Many similar gas pedals require expensive cathodes and anodes, but ones that don’t are easier to make en masse. Another engine-maker, Accion, also dispenses with the expensive parts: Its engines use a liquid salt that shoots from the craft. Zoom zoom.

Draggers

Not long ago, a distressed customer approached Roccor, a space manufacturer. “They had a satellite that was basically built and ready for launch,” says CEO Douglas Campbell. They had just one problem: Their de-orbit plan needed some work. So Roccor made them a new one, involving … space feathers.

At the end of a satellite’s life, two thin composite sheets — coiled tight like a tape measure during the rest of the mission — will pop from it, making the satellite resistant enough that it slips down and crosses the Kármán line that delineates Earth and space. The system weighs between around 1 and 4 kilograms (2.2 to 8.8 pounds), and is basically another way of doing a dragsail. “Low Earth orbit is beachfront property,” says Campbell, who plans to sell the “Rocfall” feathers so more satellites don’t become space junk. “Everyone wants to be there. We don’t want to ruin the environment.”

Stalkers

Two government groups in the U.S. keep abreast of what’s what in space, and help orbiters avoid collisions. NASA’s Orbital Debris Office deals with the minute, while the US Strategic Command tracks everything bigger than 10 centimeters (about 4 inches) and issues the “duck!” alerts to satellite operators. Last year, though, the Trump administration said it would turn some responsibility for space traffic management over to the Department of Commerce (although the details of how aren’t yet fully fleshed out). Why? Because satellites are increasingly commercial operations.

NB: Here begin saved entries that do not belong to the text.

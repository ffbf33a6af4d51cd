//! Retry scheduling.
//!
//! Delays grow exponentially with the attempt number and are optionally
//! spread by ±25% jitter so that a burst of failures does not come back as a
//! burst of retries.

use rand::Rng;
use serde::{Deserialize, Serialize};

/// Fraction of the exponential delay used as the jitter half-width.
pub const JITTER_FRACTION: f64 = 0.25;

#[derive(Debug, Clone, Copy, PartialEq, Serialize, Deserialize)]
pub struct RetryPolicy {
    pub base_delay_ms: i64,
    pub max_delay_ms: i64,
    pub use_jitter: bool,
    pub multiplier: f64,
}

impl RetryPolicy {
    pub fn delay_for(&self, attempt: i64) -> i64 {
        compute_delay(
            attempt,
            self.base_delay_ms,
            self.max_delay_ms,
            self.use_jitter,
            self.multiplier,
        )
    }
}

#[derive(Debug, Clone, Copy, PartialEq, Eq)]
pub enum RetryDecision {
    /// Schedule attempt number `attempt` (1-based) after `delay_ms`.
    Retry { attempt: i64, delay_ms: i64 },
    /// No retries left.
    DeadLetter,
}

/// Decide what happens to a message that has failed `retry_count` times
/// before this failure.
pub fn decide(retry_count: i64, max_retries: i64, policy: &RetryPolicy) -> RetryDecision {
    let attempt = retry_count + 1;
    if attempt <= max_retries {
        RetryDecision::Retry {
            attempt,
            delay_ms: policy.delay_for(attempt),
        }
    } else {
        RetryDecision::DeadLetter
    }
}

/// Delay before retry number `attempt` (1-based), using the thread rng for
/// jitter.
pub fn compute_delay(
    attempt: i64,
    base_delay_ms: i64,
    max_delay_ms: i64,
    use_jitter: bool,
    multiplier: f64,
) -> i64 {
    compute_delay_with(
        &mut rand::thread_rng(),
        attempt,
        base_delay_ms,
        max_delay_ms,
        use_jitter,
        multiplier,
    )
}

/// `clamp(base * multiplier^(attempt - 1) ± jitter, 0, max)`.
pub fn compute_delay_with<R: Rng + ?Sized>(
    rng: &mut R,
    attempt: i64,
    base_delay_ms: i64,
    max_delay_ms: i64,
    use_jitter: bool,
    multiplier: f64,
) -> i64 {
    let max = max_delay_ms.max(0) as f64;
    let exponent = (attempt.max(1) - 1).min(i32::MAX as i64) as i32;

    let delay = base_delay_ms.max(0) as f64 * multiplier.powi(exponent);
    let delay = if delay.is_nan() { 0.0 } else { delay.min(f64::MAX) };

    // Jitter is a share of the uncapped value. When even its low end is past
    // the cap the result is the cap, so the rng is skipped.
    let spread = delay * JITTER_FRACTION;
    let delay = if use_jitter && spread > 0.0 && delay - spread < max {
        delay + rng.gen_range(-spread..=spread)
    } else {
        delay
    };

    delay.clamp(0.0, max).round() as i64
}
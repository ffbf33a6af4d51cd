//! Per-queue worker pools.
//!
//! A [`Processor`] polls one queue on a fixed interval, claims as many
//! messages as it has free slots for, and runs each through a
//! [`MessageHandler`] under the queue's processing timeout. Handler errors,
//! panics and timeouts all become `mark_failed` calls; nothing a handler does
//! can stop the polling loop.

use std::{collections::HashMap, future::Future, sync::Arc, time::Duration};

use futures_util::future::BoxFuture;
use tokio::{task::JoinHandle, time::MissedTickBehavior};
use tokio_util::{sync::CancellationToken, task::TaskTracker};
use tracing::Instrument;

use crate::{engine::QueueEngine, error::Error, message::QueueMessage};

/// Processes one claimed message. `Ok` completes it, `Err` fails the attempt.
pub trait MessageHandler: Send + Sync + 'static {
    fn handle(&self, message: QueueMessage) -> BoxFuture<'static, eyre::Result<()>>;
}

impl<F, Fut> MessageHandler for F
where
    F: Fn(QueueMessage) -> Fut + Send + Sync + 'static,
    Fut: Future<Output = eyre::Result<()>> + Send + 'static,
{
    fn handle(&self, message: QueueMessage) -> BoxFuture<'static, eyre::Result<()>> {
        Box::pin(self(message))
    }
}

/// Dispatches on `message_type`. A message with no matching route fails like
/// any other handler error.
#[derive(Default, Clone)]
pub struct Router {
    routes: HashMap<String, Arc<dyn MessageHandler>>,
}

impl Router {
    pub fn new() -> Self {
        Self::default()
    }

    pub fn route(mut self, message_type: impl Into<String>, handler: impl MessageHandler) -> Self {
        self.routes.insert(message_type.into(), Arc::new(handler));
        self
    }

    pub fn message_types(&self) -> impl Iterator<Item = &str> {
        self.routes.keys().map(String::as_str)
    }
}

impl MessageHandler for Router {
    fn handle(&self, message: QueueMessage) -> BoxFuture<'static, eyre::Result<()>> {
        match self.routes.get(&message.message_type) {
            Some(handler) => handler.handle(message),
            None => {
                let message_type = message.message_type;
                Box::pin(async move {
                    Err(eyre::eyre!("no handler registered for message type {message_type}"))
                })
            }
        }
    }
}

/// A running poll loop bound to one queue.
pub struct Processor {
    queue: String,
    cancel: CancellationToken,
    tracker: TaskTracker,
    poll: JoinHandle<()>,
    drain_timeout: Duration,
}

impl Processor {
    /// Spawns the poll loop. The first tick fires immediately.
    pub fn start(
        engine: QueueEngine,
        queue: impl Into<String>,
        handler: Arc<dyn MessageHandler>,
    ) -> Self {
        let queue = queue.into();
        let cancel = CancellationToken::new();
        let tracker = TaskTracker::new();
        let drain_timeout = engine.config().drain_timeout();

        let poll = tokio::spawn(
            poll_loop(
                engine,
                queue.clone(),
                handler,
                tracker.clone(),
                cancel.clone(),
            )
            .instrument(tracing::info_span!("processor", queue = %queue)),
        );

        tracing::info!(%queue, "Processor started");

        Self {
            queue,
            cancel,
            tracker,
            poll,
            drain_timeout,
        }
    }

    pub fn queue(&self) -> &str {
        &self.queue
    }

    /// Attempts currently running.
    pub fn in_flight(&self) -> usize {
        self.tracker.len()
    }

    /// Stops claiming immediately, then waits for in-flight attempts up to the
    /// drain timeout. Handlers still running after that are left to finish on
    /// their own; their results are ignored.
    pub async fn stop(self) {
        self.cancel.cancel();

        if let Err(e) = self.poll.await {
            tracing::error!(queue = %self.queue, "Poll loop ended abnormally: {e}");
        }

        self.tracker.close();

        if tokio::time::timeout(self.drain_timeout, self.tracker.wait())
            .await
            .is_err()
        {
            tracing::warn!(
                queue = %self.queue,
                in_flight = self.tracker.len(),
                drain_timeout_ms = self.drain_timeout.as_millis() as u64,
                "Drain timeout elapsed with attempts still in flight"
            );
        } else {
            tracing::info!(queue = %self.queue, "Processor stopped");
        }
    }
}

async fn poll_loop(
    engine: QueueEngine,
    queue: String,
    handler: Arc<dyn MessageHandler>,
    tracker: TaskTracker,
    cancel: CancellationToken,
) {
    let mut ticker = tokio::time::interval(engine.config().poll_interval());
    ticker.set_missed_tick_behavior(MissedTickBehavior::Delay);

    loop {
        tokio::select! {
            biased;
            _ = cancel.cancelled() => break,
            _ = ticker.tick() => {}
        }

        if let Err(e) = tick(&engine, &queue, &handler, &tracker).await {
            tracing::error!("Poll tick failed: {}", snafu::Report::from_error(e));
        }
    }
}

async fn tick(
    engine: &QueueEngine,
    queue: &str,
    handler: &Arc<dyn MessageHandler>,
    tracker: &TaskTracker,
) -> Result<(), Error> {
    let config = engine.queue_config(queue).await?;
    if !config.enabled {
        tracing::trace!("Queue paused, skipping tick");
        return Ok(());
    }

    let ceiling = engine.config().max_concurrency;
    let in_flight = tracker.len();
    if in_flight >= ceiling {
        tracing::debug!(in_flight, ceiling, "At concurrency ceiling, skipping tick");
        return Ok(());
    }

    let available = (ceiling - in_flight) as i64;
    let messages = engine.claim(queue, config.batch_size.min(available)).await?;

    let timeout = config.processing_timeout();
    for message in messages {
        let span = tracing::info_span!(
            "attempt",
            message_id = message.id,
            message_type = %message.message_type,
            retry_count = message.retry_count,
        );
        tracker.spawn(attempt(engine.clone(), handler.clone(), message, timeout).instrument(span));
    }

    Ok(())
}

/// Runs one handler call and records its outcome.
///
/// The handler runs as its own task so that a panic is contained and so that
/// a timed-out handler keeps running detached instead of being cancelled.
async fn attempt(
    engine: QueueEngine,
    handler: Arc<dyn MessageHandler>,
    message: QueueMessage,
    timeout: Duration,
) {
    let id = message.id;
    let run = tokio::spawn(handler.handle(message));

    let outcome = match tokio::time::timeout(timeout, run).await {
        Ok(Ok(Ok(()))) => Ok(()),
        Ok(Ok(Err(e))) => Err(format!("{e:#}")),
        Ok(Err(e)) if e.is_panic() => Err("handler panicked".to_owned()),
        Ok(Err(e)) => Err(format!("handler task failed: {e}")),
        Err(_) => Err(format!(
            "processing timed out after {}ms",
            timeout.as_millis()
        )),
    };

    match outcome {
        Ok(()) => {
            if let Err(e) = engine.mark_completed(id).await {
                tracing::error!(
                    "Failed to mark message completed: {}",
                    snafu::Report::from_error(e)
                );
            }
        }
        Err(reason) => {
            tracing::warn!("Attempt failed: {reason}");
            if let Err(e) = engine.mark_failed(id, &reason).await {
                tracing::error!(
                    "Failed to record failed attempt: {}",
                    snafu::Report::from_error(e)
                );
            }
        }
    }
}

“In the past, the U.S. government got into ‘space situational awareness’ because it was primarily a military issue,” says Dan Ceperley, CEO of the private satellite-tracking company LeoLabs. It’s still a military issue — secret communications, spying, navigation — but it’s also morphed into an everyone-else issue. So the Department of Commerce and companies like LeoLabs will help shoulder some of the defense sector’s past burdens. LeoLabs has two radar systems, with plans for more, and they hope to give customers information about satellites’ whereabouts with more regularity than the government.

Beepers

Federal trackers traditionally find satellites using either radar or optical telescopes. But those devices don’t necessarily tell you whose object you’re pinging, or give you its position every hour of every day. You have to extrapolate an object’s orbit using physics, so there’s some fuzziness in the calculation of its position, and uncertainty in collision red-flags. But a scientist at the Aerospace Corporation, a federally funded research and development center, has a reasonable question. Why not put GPS transponders on new craft? Just like if you put one on your enemy’s car, you could know where it was, and what it was, all the time, no home radar required. Similarly, a Los Alamos project called ELROI proposes slapping laser-beaming “license plates” on orbiters so that they’re easier to detect and identify.

The metal bits and spent rocket stages already dirtying Earth orbit are unlikely to get license plates or GPS devices. They’ll continue to circle our planet like overhead reminders that our environmental contamination has expanded, like a growing gray cloud, beyond terra firma. But because there are so many clean-up artists, maybe it won’t be too late.

If we end up with too much trash, we won’t only make our desire to launch lots of little satellites untenably complicated. We could also, someday, make it impossible to send a rocket safely beyond Earth, just like Tombaugh and his cohort feared before anyone had even tried.